***** INPUT MATERIAL *****
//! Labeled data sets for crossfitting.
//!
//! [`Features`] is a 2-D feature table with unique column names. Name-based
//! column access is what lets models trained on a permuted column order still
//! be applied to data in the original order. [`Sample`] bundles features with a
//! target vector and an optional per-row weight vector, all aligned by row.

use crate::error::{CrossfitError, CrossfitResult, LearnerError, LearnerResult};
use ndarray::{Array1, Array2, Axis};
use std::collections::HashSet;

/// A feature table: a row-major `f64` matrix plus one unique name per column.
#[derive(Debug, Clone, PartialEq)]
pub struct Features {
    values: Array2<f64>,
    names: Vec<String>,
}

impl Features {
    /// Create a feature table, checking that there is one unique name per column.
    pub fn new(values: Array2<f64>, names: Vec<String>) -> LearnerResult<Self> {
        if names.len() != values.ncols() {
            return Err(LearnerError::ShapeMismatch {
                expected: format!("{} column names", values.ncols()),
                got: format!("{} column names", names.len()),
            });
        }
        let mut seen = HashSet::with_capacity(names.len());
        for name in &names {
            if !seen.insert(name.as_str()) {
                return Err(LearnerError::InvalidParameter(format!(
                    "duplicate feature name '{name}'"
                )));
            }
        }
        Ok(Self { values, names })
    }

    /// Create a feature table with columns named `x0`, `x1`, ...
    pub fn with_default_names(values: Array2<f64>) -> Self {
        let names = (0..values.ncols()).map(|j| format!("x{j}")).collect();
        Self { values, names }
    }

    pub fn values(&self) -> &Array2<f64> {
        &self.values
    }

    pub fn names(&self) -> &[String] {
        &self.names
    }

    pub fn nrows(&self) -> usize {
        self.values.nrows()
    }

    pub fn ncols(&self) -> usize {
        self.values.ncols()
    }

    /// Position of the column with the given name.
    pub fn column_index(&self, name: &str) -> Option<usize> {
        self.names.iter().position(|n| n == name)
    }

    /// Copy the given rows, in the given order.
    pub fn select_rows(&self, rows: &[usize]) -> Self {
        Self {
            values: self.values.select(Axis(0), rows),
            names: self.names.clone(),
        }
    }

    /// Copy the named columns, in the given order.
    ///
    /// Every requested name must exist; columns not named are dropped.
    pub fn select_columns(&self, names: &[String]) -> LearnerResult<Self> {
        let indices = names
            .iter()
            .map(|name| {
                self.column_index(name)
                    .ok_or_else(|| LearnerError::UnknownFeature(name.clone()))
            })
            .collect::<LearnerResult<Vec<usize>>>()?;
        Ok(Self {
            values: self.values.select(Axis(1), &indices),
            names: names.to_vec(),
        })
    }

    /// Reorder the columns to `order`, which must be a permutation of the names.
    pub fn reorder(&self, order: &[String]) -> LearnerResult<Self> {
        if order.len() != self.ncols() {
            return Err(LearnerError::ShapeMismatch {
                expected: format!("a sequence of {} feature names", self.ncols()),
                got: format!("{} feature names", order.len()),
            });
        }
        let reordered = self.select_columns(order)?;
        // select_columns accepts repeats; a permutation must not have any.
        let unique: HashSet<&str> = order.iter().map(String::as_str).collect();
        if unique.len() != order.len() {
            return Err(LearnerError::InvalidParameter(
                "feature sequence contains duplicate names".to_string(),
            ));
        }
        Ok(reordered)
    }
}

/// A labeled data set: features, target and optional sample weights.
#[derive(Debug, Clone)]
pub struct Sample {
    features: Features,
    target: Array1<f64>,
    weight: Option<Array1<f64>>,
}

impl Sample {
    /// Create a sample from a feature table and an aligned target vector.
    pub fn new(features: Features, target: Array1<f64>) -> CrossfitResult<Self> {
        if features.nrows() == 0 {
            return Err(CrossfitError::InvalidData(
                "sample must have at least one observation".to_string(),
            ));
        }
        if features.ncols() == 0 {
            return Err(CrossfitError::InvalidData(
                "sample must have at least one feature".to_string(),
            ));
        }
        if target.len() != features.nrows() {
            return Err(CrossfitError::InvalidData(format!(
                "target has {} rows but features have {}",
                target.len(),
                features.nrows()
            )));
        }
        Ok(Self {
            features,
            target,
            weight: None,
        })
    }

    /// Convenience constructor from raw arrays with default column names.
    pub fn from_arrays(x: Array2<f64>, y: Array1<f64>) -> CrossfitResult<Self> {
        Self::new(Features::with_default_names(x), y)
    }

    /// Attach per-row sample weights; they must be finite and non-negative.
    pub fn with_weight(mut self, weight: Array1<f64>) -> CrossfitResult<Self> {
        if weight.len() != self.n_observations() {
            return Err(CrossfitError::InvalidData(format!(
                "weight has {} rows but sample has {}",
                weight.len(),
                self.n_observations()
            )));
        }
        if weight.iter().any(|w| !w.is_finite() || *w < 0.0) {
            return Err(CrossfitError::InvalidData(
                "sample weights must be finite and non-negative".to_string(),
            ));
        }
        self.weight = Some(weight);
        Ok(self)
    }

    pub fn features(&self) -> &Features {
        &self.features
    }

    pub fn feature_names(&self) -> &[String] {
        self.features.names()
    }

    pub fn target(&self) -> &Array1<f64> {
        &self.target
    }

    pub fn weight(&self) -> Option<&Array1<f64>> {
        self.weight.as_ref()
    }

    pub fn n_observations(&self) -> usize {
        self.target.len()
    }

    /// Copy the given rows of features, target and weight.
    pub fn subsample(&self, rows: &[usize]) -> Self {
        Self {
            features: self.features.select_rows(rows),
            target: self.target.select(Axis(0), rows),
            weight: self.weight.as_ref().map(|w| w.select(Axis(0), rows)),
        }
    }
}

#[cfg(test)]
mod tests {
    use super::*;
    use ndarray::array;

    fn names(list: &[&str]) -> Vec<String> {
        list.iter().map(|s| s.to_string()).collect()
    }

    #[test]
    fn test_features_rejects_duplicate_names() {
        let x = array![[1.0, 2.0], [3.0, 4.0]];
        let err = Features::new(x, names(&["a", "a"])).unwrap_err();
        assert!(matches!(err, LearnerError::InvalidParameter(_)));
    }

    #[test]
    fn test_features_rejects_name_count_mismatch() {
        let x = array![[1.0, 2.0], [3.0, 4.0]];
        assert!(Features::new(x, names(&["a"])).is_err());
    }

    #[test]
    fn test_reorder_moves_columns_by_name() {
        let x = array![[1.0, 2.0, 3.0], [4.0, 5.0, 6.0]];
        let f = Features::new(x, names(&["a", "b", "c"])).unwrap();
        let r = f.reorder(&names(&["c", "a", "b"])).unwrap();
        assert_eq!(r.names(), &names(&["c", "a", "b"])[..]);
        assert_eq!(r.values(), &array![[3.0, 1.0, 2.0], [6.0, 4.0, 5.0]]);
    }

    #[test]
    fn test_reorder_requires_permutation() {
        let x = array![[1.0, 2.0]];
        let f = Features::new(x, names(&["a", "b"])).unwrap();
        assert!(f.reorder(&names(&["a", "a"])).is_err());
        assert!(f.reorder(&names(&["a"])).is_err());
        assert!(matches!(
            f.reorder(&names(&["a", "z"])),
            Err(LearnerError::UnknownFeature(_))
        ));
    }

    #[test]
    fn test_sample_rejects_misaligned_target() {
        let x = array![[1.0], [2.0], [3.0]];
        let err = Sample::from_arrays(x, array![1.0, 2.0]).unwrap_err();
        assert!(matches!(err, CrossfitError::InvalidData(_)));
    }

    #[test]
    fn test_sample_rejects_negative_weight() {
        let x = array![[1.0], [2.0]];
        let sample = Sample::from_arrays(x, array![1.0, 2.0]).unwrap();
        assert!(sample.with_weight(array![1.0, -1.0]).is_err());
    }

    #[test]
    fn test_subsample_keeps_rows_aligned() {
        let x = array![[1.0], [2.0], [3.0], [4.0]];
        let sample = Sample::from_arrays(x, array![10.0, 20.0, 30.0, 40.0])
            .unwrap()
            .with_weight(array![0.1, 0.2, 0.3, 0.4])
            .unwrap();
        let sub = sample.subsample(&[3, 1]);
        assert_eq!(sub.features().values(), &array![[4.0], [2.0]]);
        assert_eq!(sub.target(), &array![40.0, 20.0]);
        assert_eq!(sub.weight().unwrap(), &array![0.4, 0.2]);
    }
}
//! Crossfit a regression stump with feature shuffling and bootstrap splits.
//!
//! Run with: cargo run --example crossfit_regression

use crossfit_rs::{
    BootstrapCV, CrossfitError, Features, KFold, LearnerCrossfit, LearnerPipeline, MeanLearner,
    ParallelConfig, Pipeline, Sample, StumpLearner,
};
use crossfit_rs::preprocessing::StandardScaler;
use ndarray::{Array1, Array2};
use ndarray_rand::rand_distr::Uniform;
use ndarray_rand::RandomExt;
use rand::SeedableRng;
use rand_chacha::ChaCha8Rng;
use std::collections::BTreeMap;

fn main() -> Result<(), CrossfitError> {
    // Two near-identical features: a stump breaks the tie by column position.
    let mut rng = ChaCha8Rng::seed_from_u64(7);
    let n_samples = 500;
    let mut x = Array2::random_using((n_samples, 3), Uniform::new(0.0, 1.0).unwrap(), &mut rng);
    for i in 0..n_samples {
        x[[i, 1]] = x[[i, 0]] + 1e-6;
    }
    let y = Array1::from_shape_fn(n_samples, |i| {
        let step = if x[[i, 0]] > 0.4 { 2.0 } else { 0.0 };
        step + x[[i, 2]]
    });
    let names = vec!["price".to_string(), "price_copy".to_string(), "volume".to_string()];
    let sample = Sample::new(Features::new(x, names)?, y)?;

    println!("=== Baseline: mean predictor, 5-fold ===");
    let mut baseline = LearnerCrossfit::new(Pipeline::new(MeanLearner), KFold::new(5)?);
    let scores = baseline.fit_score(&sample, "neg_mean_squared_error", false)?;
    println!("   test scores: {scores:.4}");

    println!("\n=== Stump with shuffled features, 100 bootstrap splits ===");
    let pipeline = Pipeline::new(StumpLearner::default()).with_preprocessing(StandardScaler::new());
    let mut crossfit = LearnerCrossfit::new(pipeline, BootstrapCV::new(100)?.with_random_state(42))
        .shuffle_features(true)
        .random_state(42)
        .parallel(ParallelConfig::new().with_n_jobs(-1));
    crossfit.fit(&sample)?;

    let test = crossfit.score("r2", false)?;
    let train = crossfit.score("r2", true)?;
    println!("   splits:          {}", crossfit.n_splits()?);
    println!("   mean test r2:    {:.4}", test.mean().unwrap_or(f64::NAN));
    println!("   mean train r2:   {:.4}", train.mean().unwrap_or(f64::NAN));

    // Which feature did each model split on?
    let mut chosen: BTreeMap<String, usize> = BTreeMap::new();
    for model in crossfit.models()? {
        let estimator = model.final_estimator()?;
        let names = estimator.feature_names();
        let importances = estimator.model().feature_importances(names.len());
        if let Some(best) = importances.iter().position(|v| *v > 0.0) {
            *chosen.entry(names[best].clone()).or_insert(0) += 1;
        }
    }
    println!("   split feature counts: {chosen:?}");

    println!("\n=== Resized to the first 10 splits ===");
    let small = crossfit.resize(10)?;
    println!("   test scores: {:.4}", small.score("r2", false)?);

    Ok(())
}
*****
ACTIVITY: Wherever the string "chosen" shows up in a line above, tally that line, and answer with the final number alone.

ANSWER: 3